Apr 2001
In this issue:

How to… go on a road trip
As the summer has but a few short months left, it’s your last chance of hitting the highway and remembering that there is more to Jordan and three malls, a Dead Sea pool and your friend’s farm. Yes, there is. Trust us on this.
A half-decent car
Obvious, right? Tell that to the editor who thought heading down to Petra in a hired Kia Piccanto – complete with unconvincing suspension and suspicious rattle – and barely made it to the Desert Highway. A Pajero-style SUV will keep your passengers happy – and provide an extra bed when the vultures start circling at 4.30am.
GPS device
Look, we know there will be at least one off-roading, adventure-travelling expert who will try to convince you he knows how to navigate through the Badia by interpreting the moonlight shadows on certain types of basalt. Don’t listen to him. He’s a fraud. So take a GPS – and someone who knows how to use it.
Dead wood
Dead trees are in short supply in Jordan. Live ones, too, come to think of it – gee, thanks Jordan-Dubai Capital! But as you can’t have a campfire without firewood, you should bring it with you as the desert is no place to find random supplies of combustible material.
Meat
Open skies equals open fire. Open fire equals meat. It’s a bestial thing. Women just don’t understand. So, unless you have brought a poison-tipped spear and know where the antelopes hang out, it’s probably a good idea to get your kofte pre-minced and spiced, and your chicken filleted and diced before you set off. And put it in a cool box, please.
Torch
Let’s be honest, you’re not going to be using the toilet “facilities” laid on in the likes of Wadi Rum – unless you like flies, the odour of a morgue and general pestilence – so a torch is vital for the 3am hill-climb to find a sheltered spot to do nature’s bidding.
Wet wipes
No self-respecting man would ever remember these road-trips essentials – and might actually struggle to identify them – but they are vital in the desert. Think sand-encrusted nether regions after a night under the stars.

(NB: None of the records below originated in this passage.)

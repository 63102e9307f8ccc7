//! Hosted model URL contract
//!
//! `https://<host>/models/<modelId>/` with exactly two path segments. The
//! trailing slash is normalised; query and fragment are dropped.

use reqwest::Url;
use std::fmt;

use crate::error::{Error, Result};

pub const DEFAULT_MODEL_HOST: &str = "teachablemachine.withgoogle.com";

/// Validated model base URL
#[derive(Debug, Clone, PartialEq, Eq)]
pub struct ModelSource {
    base: Url,
    model_id: String,
}

impl ModelSource {
    pub fn parse(input: &str, allowed_host: &str) -> Result<Self> {
        let trimmed = input.trim();
        if trimmed.is_empty() {
            return Err(Error::InvalidModelUrl("model URL is empty".to_string()));
        }

        let url = Url::parse(trimmed)
            .map_err(|e| Error::InvalidModelUrl(format!("{}: {}", trimmed, e)))?;

        if url.scheme() != "https" {
            return Err(Error::InvalidModelUrl(format!(
                "{}: scheme must be https",
                trimmed
            )));
        }

        if !url.host_str().is_some_and(|host| host.eq_ignore_ascii_case(allowed_host)) {
            return Err(Error::InvalidModelUrl(format!(
                "{}: host must be {}",
                trimmed, allowed_host
            )));
        }

        if !url.username().is_empty() || url.password().is_some() {
            return Err(Error::InvalidModelUrl(format!(
                "{}: credentials are not allowed",
                trimmed
            )));
        }

        let segments: Vec<&str> = url
            .path_segments()
            .map(|segments| segments.filter(|s| !s.is_empty()).collect())
            .unwrap_or_default();

        let model_id = match segments.as_slice() {
            ["models", id] if is_valid_model_id(id) => id.to_string(),
            _ => {
                return Err(Error::InvalidModelUrl(format!(
                    "{}: path must be /models/<modelId>/",
                    trimmed
                )))
            }
        };

        let mut base = url;
        base.set_query(None);
        base.set_fragment(None);
        base.set_path(&format!("/models/{}/", model_id));

        Ok(Self { base, model_id })
    }

    pub fn model_id(&self) -> &str {
        &self.model_id
    }

    /// Normalised base URL, always ending in `/`
    pub fn base_url(&self) -> &str {
        self.base.as_str()
    }

    pub fn model_json_url(&self) -> String {
        format!("{}model.json", self.base)
    }

    pub fn metadata_json_url(&self) -> String {
        format!("{}metadata.json", self.base)
    }

    /// Resolve a path relative to the model directory (weight shards)
    pub fn resolve(&self, relative: &str) -> Result<Url> {
        self.base
            .join(relative)
            .map_err(|e| Error::Validation(format!("bad model file path {}: {}", relative, e)))
    }
}

impl fmt::Display for ModelSource {
    fn fmt(&self, f: &mut fmt::Formatter<'_>) -> fmt::Result {
        f.write_str(self.base.as_str())
    }
}

fn is_valid_model_id(id: &str) -> bool {
    !id.is_empty()
        && id
            .chars()
            .all(|c| c.is_ascii_alphanumeric() || c == '-' || c == '_')
}

#[cfg(test)]
mod tests {
    use super::*;

    fn parse(url: &str) -> Result<ModelSource> {
        ModelSource::parse(url, DEFAULT_MODEL_HOST)
    }

    #[test]
    fn test_accepts_hosted_model_url() {
        let source = parse("https://teachablemachine.withgoogle.com/models/YFgzqdy36/").unwrap();
        assert_eq!(source.model_id(), "YFgzqdy36");
        assert_eq!(
            source.model_json_url(),
            "https://teachablemachine.withgoogle.com/models/YFgzqdy36/model.json"
        );
        assert_eq!(
            source.metadata_json_url(),
            "https://teachablemachine.withgoogle.com/models/YFgzqdy36/metadata.json"
        );
    }

    #[test]
    fn test_normalises_trailing_slash_and_query() {
        let source =
            parse("https://teachablemachine.withgoogle.com/models/abc123?x=1#frag").unwrap();
        assert_eq!(
            source.base_url(),
            "https://teachablemachine.withgoogle.com/models/abc123/"
        );
    }

    #[test]
    fn test_rejects_other_hosts() {
        assert!(matches!(
            parse("https://evil.com/models/abc/"),
            Err(Error::InvalidModelUrl(_))
        ));
        // substring of the allowed host is not enough
        assert!(parse("https://teachablemachine.withgoogle.com.evil.com/models/abc/").is_err());
    }

    #[test]
    fn test_rejects_wrong_path_shape() {
        assert!(parse("https://teachablemachine.withgoogle.com/notmodels/abc/").is_err());
        assert!(parse("https://teachablemachine.withgoogle.com/models/").is_err());
        assert!(parse("https://teachablemachine.withgoogle.com/models/abc/extra/").is_err());
        assert!(parse("https://teachablemachine.withgoogle.com/models/a%20b/").is_err());
    }

    #[test]
    fn test_rejects_non_https_and_garbage() {
        assert!(parse("http://teachablemachine.withgoogle.com/models/abc/").is_err());
        assert!(parse("").is_err());
        assert!(parse("not a url").is_err());
        assert!(parse("https://user:pw@teachablemachine.withgoogle.com/models/abc/").is_err());
    }

    #[test]
    fn test_resolves_weight_shards() {
        let source = parse("https://teachablemachine.withgoogle.com/models/abc/").unwrap();
        let shard = source.resolve("weights.bin").unwrap();
        assert_eq!(
            shard.as_str(),
            "https://teachablemachine.withgoogle.com/models/abc/weights.bin"
        );
    }
}
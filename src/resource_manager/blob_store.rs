//! BlobStore - temporary references to uploaded image bytes
//!
//! Each uploaded image gets a short-lived id served at `/api/images/<id>`
//! while it is the active source. Revocation is immediate; created/revoked
//! counters make leaked references visible in the session snapshot.

use chrono::{DateTime, Utc};
use serde::Serialize;
use std::collections::HashMap;
use std::sync::atomic::{AtomicU64, Ordering};
use std::sync::{Arc, PoisonError, RwLock};
use uuid::Uuid;

use crate::error::{Error, Result};

/// One submitted file
#[derive(Debug, Clone)]
pub struct ImageFile {
    pub file_name: Option<String>,
    pub content_type: String,
    pub bytes: Vec<u8>,
}

impl ImageFile {
    pub fn new(content_type: impl Into<String>, bytes: Vec<u8>) -> Self {
        Self {
            file_name: None,
            content_type: content_type.into(),
            bytes,
        }
    }

    pub fn with_file_name(mut self, file_name: impl Into<String>) -> Self {
        self.file_name = Some(file_name.into());
        self
    }

    pub fn size(&self) -> u64 {
        self.bytes.len() as u64
    }

    /// MIME must be `image/*`; size must not exceed `max_bytes`
    pub fn validate(&self, max_bytes: u64) -> Result<()> {
        let mime = self.content_type.trim().to_ascii_lowercase();
        if !mime.starts_with("image/") {
            return Err(Error::UnsupportedFileType(if mime.is_empty() {
                "unknown".to_string()
            } else {
                mime
            }));
        }

        if self.size() > max_bytes {
            return Err(Error::FileTooLarge {
                size: self.size(),
                limit: max_bytes,
            });
        }

        Ok(())
    }
}

/// Live reference to an uploaded image
#[derive(Debug, Clone, PartialEq, Eq, Serialize)]
pub struct ImageReference {
    pub id: Uuid,
    pub content_type: String,
    pub size: u64,
    pub created_at: DateTime<Utc>,
}

impl ImageReference {
    pub fn url(&self) -> String {
        format!("/api/images/{}", self.id)
    }
}

/// Reference counters
#[derive(Debug, Clone, Copy, Default, PartialEq, Eq, Serialize)]
pub struct BlobStats {
    pub created: u64,
    pub revoked: u64,
    pub live: usize,
}

struct BlobEntry {
    content_type: String,
    data: Arc<[u8]>,
}

/// In-memory blob references
pub struct BlobStore {
    blobs: RwLock<HashMap<Uuid, BlobEntry>>,
    created: AtomicU64,
    revoked: AtomicU64,
}

impl BlobStore {
    pub fn new() -> Self {
        Self {
            blobs: RwLock::new(HashMap::new()),
            created: AtomicU64::new(0),
            revoked: AtomicU64::new(0),
        }
    }

    /// Store the bytes and hand out a fresh reference
    pub fn create(&self, file: ImageFile) -> ImageReference {
        let reference = ImageReference {
            id: Uuid::new_v4(),
            content_type: file.content_type,
            size: file.bytes.len() as u64,
            created_at: Utc::now(),
        };

        let entry = BlobEntry {
            content_type: reference.content_type.clone(),
            data: file.bytes.into(),
        };

        self.blobs
            .write()
            .unwrap_or_else(PoisonError::into_inner)
            .insert(reference.id, entry);
        self.created.fetch_add(1, Ordering::Relaxed);

        tracing::debug!(
            blob_id = %reference.id,
            size = reference.size,
            content_type = %reference.content_type,
            "Image reference created"
        );

        reference
    }

    /// Content type and bytes of a live reference
    pub fn get(&self, id: &Uuid) -> Option<(String, Arc<[u8]>)> {
        self.blobs
            .read()
            .unwrap_or_else(PoisonError::into_inner)
            .get(id)
            .map(|entry| (entry.content_type.clone(), Arc::clone(&entry.data)))
    }

    /// Returns false if the reference was already revoked
    pub fn revoke(&self, id: &Uuid) -> bool {
        let removed = self
            .blobs
            .write()
            .unwrap_or_else(PoisonError::into_inner)
            .remove(id)
            .is_some();

        if removed {
            self.revoked.fetch_add(1, Ordering::Relaxed);
            tracing::debug!(blob_id = %id, "Image reference revoked");
        }
        removed
    }

    pub fn stats(&self) -> BlobStats {
        BlobStats {
            created: self.created.load(Ordering::Relaxed),
            revoked: self.revoked.load(Ordering::Relaxed),
            live: self
                .blobs
                .read()
                .unwrap_or_else(PoisonError::into_inner)
                .len(),
        }
    }
}

impl Default for BlobStore {
    fn default() -> Self {
        Self::new()
    }
}

#[cfg(test)]
mod tests {
    use super::*;

    const MIB: u64 = 1024 * 1024;

    #[test]
    fn test_validate_rejects_non_images() {
        let file = ImageFile::new("text/plain", b"hello".to_vec());
        assert!(matches!(
            file.validate(10 * MIB),
            Err(Error::UnsupportedFileType(_))
        ));

        let file = ImageFile::new("", vec![1, 2, 3]);
        assert!(matches!(
            file.validate(10 * MIB),
            Err(Error::UnsupportedFileType(_))
        ));
    }

    #[test]
    fn test_validate_size_ceiling() {
        let at_limit = ImageFile::new("image/png", vec![0; 1024]);
        assert!(at_limit.validate(1024).is_ok());

        let over = ImageFile::new("image/png", vec![0; 1025]);
        assert!(matches!(
            over.validate(1024),
            Err(Error::FileTooLarge {
                size: 1025,
                limit: 1024
            })
        ));
    }

    #[test]
    fn test_validate_accepts_mixed_case_mime() {
        let file = ImageFile::new("Image/JPEG", vec![0; 4]);
        assert!(file.validate(10 * MIB).is_ok());
    }

    #[test]
    fn test_create_get_revoke() {
        let store = BlobStore::new();
        let reference = store.create(ImageFile::new("image/png", vec![1, 2, 3]));
        assert_eq!(reference.url(), format!("/api/images/{}", reference.id));

        let (content_type, data) = store.get(&reference.id).unwrap();
        assert_eq!(content_type, "image/png");
        assert_eq!(&data[..], &[1, 2, 3]);

        assert!(store.revoke(&reference.id));
        assert!(store.get(&reference.id).is_none());
        // second revoke is a no-op
        assert!(!store.revoke(&reference.id));

        assert_eq!(
            store.stats(),
            BlobStats {
                created: 1,
                revoked: 1,
                live: 0
            }
        );
    }
}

They don’t do showers out here.
Bad stories
You’re going to be on the road for several hours, and when you arrive you’ll bes sitting around a campfire all night – with no TV. So you need conversation. Tall tales about ghosts and wild animal attacks always do the trick. A scared woman is a receptive woman…
Water
For the love of God take about twice as much as you think you’ll need. And then add a couple of bottles for effect. You don’t want to be drinking your own urine at 4am.
Beer. And plenty of drinking games
Let’s face it, you’re going to be spending a lot of time with the same group of people – and with no distracting entertainment. To stop this being incredibly tedious, you need the essential social lubricant of alcohol. A supply of moronic freshman booze games – sand isn’t great for spin-the-bottle, sadly – to help pass the evening.
Foreign women
Come on, you read the front cover story in JO last month… hundreds of American birds are currently flocking here just to get their hands on your Arab ass. A trip to the heart of the wind-swept, star-covered desert will merely treble your chances of some meaningless, orientalist exploitation.